STATI UNITI -- Il presidente degli Stati Uniti, George W. Bush, ha ricevuto giovedì nel suo ranch di Crawford, in Texas, il principe saudita Abdullah. Oggetto numero uno dell’incontro la crisi in Medio Oriente. Messaggio principale di Abdullah: gli Stati Uniti devono intervenire con decisione per fermare le offensive militari israeliane altrimenti potrebbero risentirne i loro interessi nella regione.
È bastata d'altra parte la velata minaccia di un collaboratore di Abdullah al ricorso all’arma petrolifera - pubblicata proprio giovedì dalla stampa americana - per dare un immediato scossone ai prezzi del greggio.
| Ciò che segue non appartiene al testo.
//! The reconciliation engine.
//!
//! `run` is pure apart from progress updates: it never touches the database,
//! the filesystem or the network. Persistence and reports happen afterwards
//! in [`crate::service`].

use anyhow::{bail, Result};
use chrono::{DateTime, Utc};
use serde::{Deserialize, Serialize};
use std::collections::HashMap;
use std::time::Instant;

use crate::dedup::{count_distinct_minute_keys, deduplicate};
use crate::extract::{extract_with_diagnostics, Extraction, ExtractionDiagnostics};
use crate::ingest::RawDetectionRecord;
use crate::mapping::LabelMapper;
use crate::matcher::{match_detections, MatchPolicy};
use crate::progress::ProgressStore;
use crate::{ActivityCatalogEntry, GroundTruthRecord, MatchResult, MissResult};

// -------------------- Result Types --------------------

#[derive(Clone, Debug, PartialEq, Serialize, Deserialize)]
#[serde(rename_all = "camelCase")]
pub struct PerformanceMetrics {
    pub total_processing_time_ms: u64,
    pub activities_processed_per_second: u64,
}

/// Per-activity breakdown of one run.
#[derive(Clone, Debug, PartialEq, Serialize, Deserialize)]
#[serde(rename_all = "camelCase")]
pub struct ActivityAccuracy {
    pub activity_id: i64,
    pub activity_name: String,
    pub ground_truth_count: usize,
    pub matched_count: usize,
    pub missed_count: usize,
    /// Minute-level detections for this activity.
    pub detection_count: usize,
    pub accuracy_percentage: f64,
}

/// Who/when a run was for. Attached by the service, not the engine.
#[derive(Clone, Debug, PartialEq, Eq, Serialize, Deserialize)]
#[serde(rename_all = "camelCase")]
pub struct ReportMetadata {
    pub store_id: String,
    pub company_id: String,
    pub monitoring_date: String,
    pub total_records_processed: usize,
}

#[derive(Clone, Debug, PartialEq, Serialize, Deserialize)]
#[serde(rename_all = "camelCase")]
pub struct ResultBundle {
    pub matches: Vec<MatchResult>,
    pub misses: Vec<MissResult>,
    pub total_ground_truth_records: usize,
    pub matched_count: usize,
    pub unmatched_count: usize,
    pub accuracy_percentage: f64,
    pub original_detection_count: usize,
    pub minute_level_detection_count: usize,
    pub activity_breakdown: Vec<ActivityAccuracy>,
    pub performance_metrics: PerformanceMetrics,
    pub diagnostics: ExtractionDiagnostics,
    pub processed_at: DateTime<Utc>,
    #[serde(default, skip_serializing_if = "Option::is_none")]
    pub metadata: Option<ReportMetadata>,
}

/// Percentage rounded to two decimals; 0 when `whole` is 0.
pub fn percentage(part: usize, whole: usize) -> f64 {
    if whole == 0 {
        return 0.0;
    }
    (part as f64 / whole as f64 * 10_000.0).round() / 100.0
}

// -------------------- Progress Reporting --------------------

/// Optional progress sink for one run. Failures here never fail the run.
struct StepReporter<'a> {
    target: Option<(&'a dyn ProgressStore, &'a str)>,
}

impl<'a> StepReporter<'a> {
    /// Creates the entry at step 0 unless the caller already started it, in
    /// which case its current label is left alone.
    fn begin(&self) {
        let Some((store, id)) = self.target else {
            return;
        };
        let ready = match store.get(id) {
            Ok(Some(_)) => Ok(()),
            Ok(None) => store.initialize(id).map(|_| ()),
            Err(e) => Err(e),
        };
        if let Err(e) = ready {
            log::warn!("progress [{}] could not be initialized: {:#}", id, e);
        }
    }

    fn step(&self, index: usize, message: String) {
        if let Some((store, id)) = self.target {
            if let Err(e) = store.update(id, index, Some(&message)) {
                log::warn!("progress [{}] update failed: {:#}", id, e);
            }
        }
    }

    fn abandon(&self) {
        if let Some((store, id)) = self.target {
            if let Err(e) = store.cleanup(id) {
                log::warn!("progress [{}] cleanup failed: {:#}", id, e);
            }
        }
    }
}

// -------------------- Engine --------------------

#[derive(Clone, Debug, Default)]
pub struct ReconciliationEngine {
    mapper: LabelMapper,
    policy: MatchPolicy,
}

impl ReconciliationEngine {
    pub fn new(mapper: LabelMapper, policy: MatchPolicy) -> Self {
        Self { mapper, policy }
    }

    pub fn mapper(&self) -> &LabelMapper {
        &self.mapper
    }

    pub fn policy(&self) -> MatchPolicy {
        self.policy
    }

    /// Reconciles `records` against `ground_truth`.
    ///
    /// With `progress`, the entry for the given id is created if absent and
    /// walked through steps 0..=3; on failure it is removed.
    pub fn run(
        &self,
        records: &[RawDetectionRecord],
        catalog: &[ActivityCatalogEntry],
        ground_truth: &[GroundTruthRecord],
        progress: Option<(&dyn ProgressStore, &str)>,
    ) -> Result<ResultBundle> {
        let reporter = StepReporter { target: progress };
        match self.run_steps(records, catalog, ground_truth, &reporter) {
            Ok(bundle) => Ok(bundle),
            Err(e) => {
                log::error!("reconciliation failed: {:#}", e);
                reporter.abandon();
                Err(e.context("reconciliation failed"))
            }
        }
    }

    fn run_steps(
        &self,
        records: &[RawDetectionRecord],
        catalog: &[ActivityCatalogEntry],
        ground_truth: &[GroundTruthRecord],
        reporter: &StepReporter<'_>,
    ) -> Result<ResultBundle> {
        let started = Instant::now();
        reporter.begin();
        log::info!(
            "reconciling {} detection records against {} ground-truth records ({} catalog activities)",
            records.len(),
            ground_truth.len(),
            catalog.len()
        );

        if catalog.is_empty() {
            bail!("activity catalog is empty");
        }

        reporter.step(
            1,
            format!("Extracting activities from {} detection records...", records.len()),
        );
        let Extraction {
            events,
            diagnostics,
        } = extract_with_diagnostics(records, catalog, &self.mapper);
        let original_detection_count = events.len();

        reporter.step(
            2,
            format!(
                "Comparing {} detections against {} ground-truth records...",
                original_detection_count,
                ground_truth.len()
            ),
        );
        let minute_level_detection_count = count_distinct_minute_keys(&events);
        let minute_level = deduplicate(events);
        let outcome = match_detections(&minute_level, ground_truth, self.policy);

        reporter.step(3, "Calculating accuracy metrics...".to_string());
        let mut detections_per_activity: HashMap<i64, usize> = HashMap::new();
        for d in &minute_level {
            *detections_per_activity.entry(d.event.activity_id).or_insert(0) += 1;
        }
        let activity_breakdown = breakdown(catalog, &outcome.matches, &outcome.misses, &detections_per_activity);

        let total = ground_truth.len();
        let matched = outcome.matches.len();
        let elapsed = started.elapsed();
        let elapsed_ms = elapsed.as_secs_f64() * 1000.0;
        let throughput = if elapsed_ms > 0.0 {
            (total as f64 / elapsed_ms * 1000.0).round() as u64
        } else {
            0
        };

        let bundle = ResultBundle {
            total_ground_truth_records: total,
            matched_count: matched,
            unmatched_count: outcome.misses.len(),
            accuracy_percentage: percentage(matched, total),
            original_detection_count,
            minute_level_detection_count,
            activity_breakdown,
            performance_metrics: PerformanceMetrics {
                total_processing_time_ms: elapsed.as_millis() as u64,
                activities_processed_per_second: throughput,
            },
            diagnostics,
            processed_at: Utc::now(),
            metadata: None,
            matches: outcome.matches,
            misses: outcome.misses,
        };

        log::info!(
            "reconciled: {} matched, {} missed, accuracy {:.2}% ({} detections, {} minute-level, {} ms)",
            bundle.matched_count,
            bundle.unmatched_count,
            bundle.accuracy_percentage,
            bundle.original_detection_count,
            bundle.minute_level_detection_count,
            bundle.performance_metrics.total_processing_time_ms
        );
        Ok(bundle)
    }
}

fn breakdown(
    catalog: &[ActivityCatalogEntry],
    matches: &[MatchResult],
    misses: &[MissResult],
    detections: &HashMap<i64, usize>,
) -> Vec<ActivityAccuracy> {
    let mut matched: HashMap<i64, usize> = HashMap::new();
    let mut missed: HashMap<i64, usize> = HashMap::new();
    for m in matches {
        *matched.entry(m.activity_id).or_insert(0) += 1;
    }
    for m in misses {
        *missed.entry(m.activity_id).or_insert(0) += 1;
    }

    catalog
        .iter()
        .filter_map(|entry| {
            let matched_count = matched.get(&entry.id).copied().unwrap_or(0);
            let missed_count = missed.get(&entry.id).copied().unwrap_or(0);
            let detection_count = detections.get(&entry.id).copied().unwrap_or(0);
            let ground_truth_count = matched_count + missed_count;
            if ground_truth_count == 0 && detection_count == 0 {
                return None;
            }
            Some(ActivityAccuracy {
                activity_id: entry.id,
                activity_name: entry.name.clone(),
                ground_truth_count,
                matched_count,
                missed_count,
                detection_count,
                accuracy_percentage: percentage(matched_count, ground_truth_count),
            })
        })
        .collect()
}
Abdullah stesso non ha usato mezzi termini - ''Sharon sta trascinando il Medio Oriente in un precipizio" - sottolineando a Bush come i Paesi arabi siano rimasti finora delusi dalla sostanziale passività di Washington di fronte alle iniziative militari di Tel Aviv.
E se la politica americana - percepita dal mondo arabo come favorevola a Israele - non cambierà , gli Usa stessi potrebbero pagarne le conseguenze.
"Per gli Usa il problema è Arafat, per per noi è Sharon"
Da parte sua Adel Al-Jubeir, consigliere per la politica estera del principe, ha affermato: "La differenza fondamentale tra noi e gli Stati Uniti è che loro considerano Arafat il problema mentre secondo noi il problema è Sharon".
"Gli israeliani devono ritirarsi immediatamente dalle città palestinesi", ha proseguito Al-Jubeir, il quale ha anche confermato che i rapporti tra Usa e Arabia Saudita potrebbero essere condizionati negativamente dalla crisi mediorientale pur negando che Riad stia pensando di utilizzare il petrolio come arma di ricatto.
''Siamo sempre stati una fonte affidabile di petrolio - ha detto il portavoce saudita - e cercheremo di conservare un prezzo che sia equo sia per i produttori che per i consumatori''.
Bush da parte sua ha rinnovato l’invito ai Paesi arabi, sauditi in testa, a cooperare nella lotta contro il terrorismo e ha assicurato al principe Abdullah di attendersi che ''Israele completi rapidamente e senza altre violenze il proprio ritiro dai territori palestinesi ancora occupati".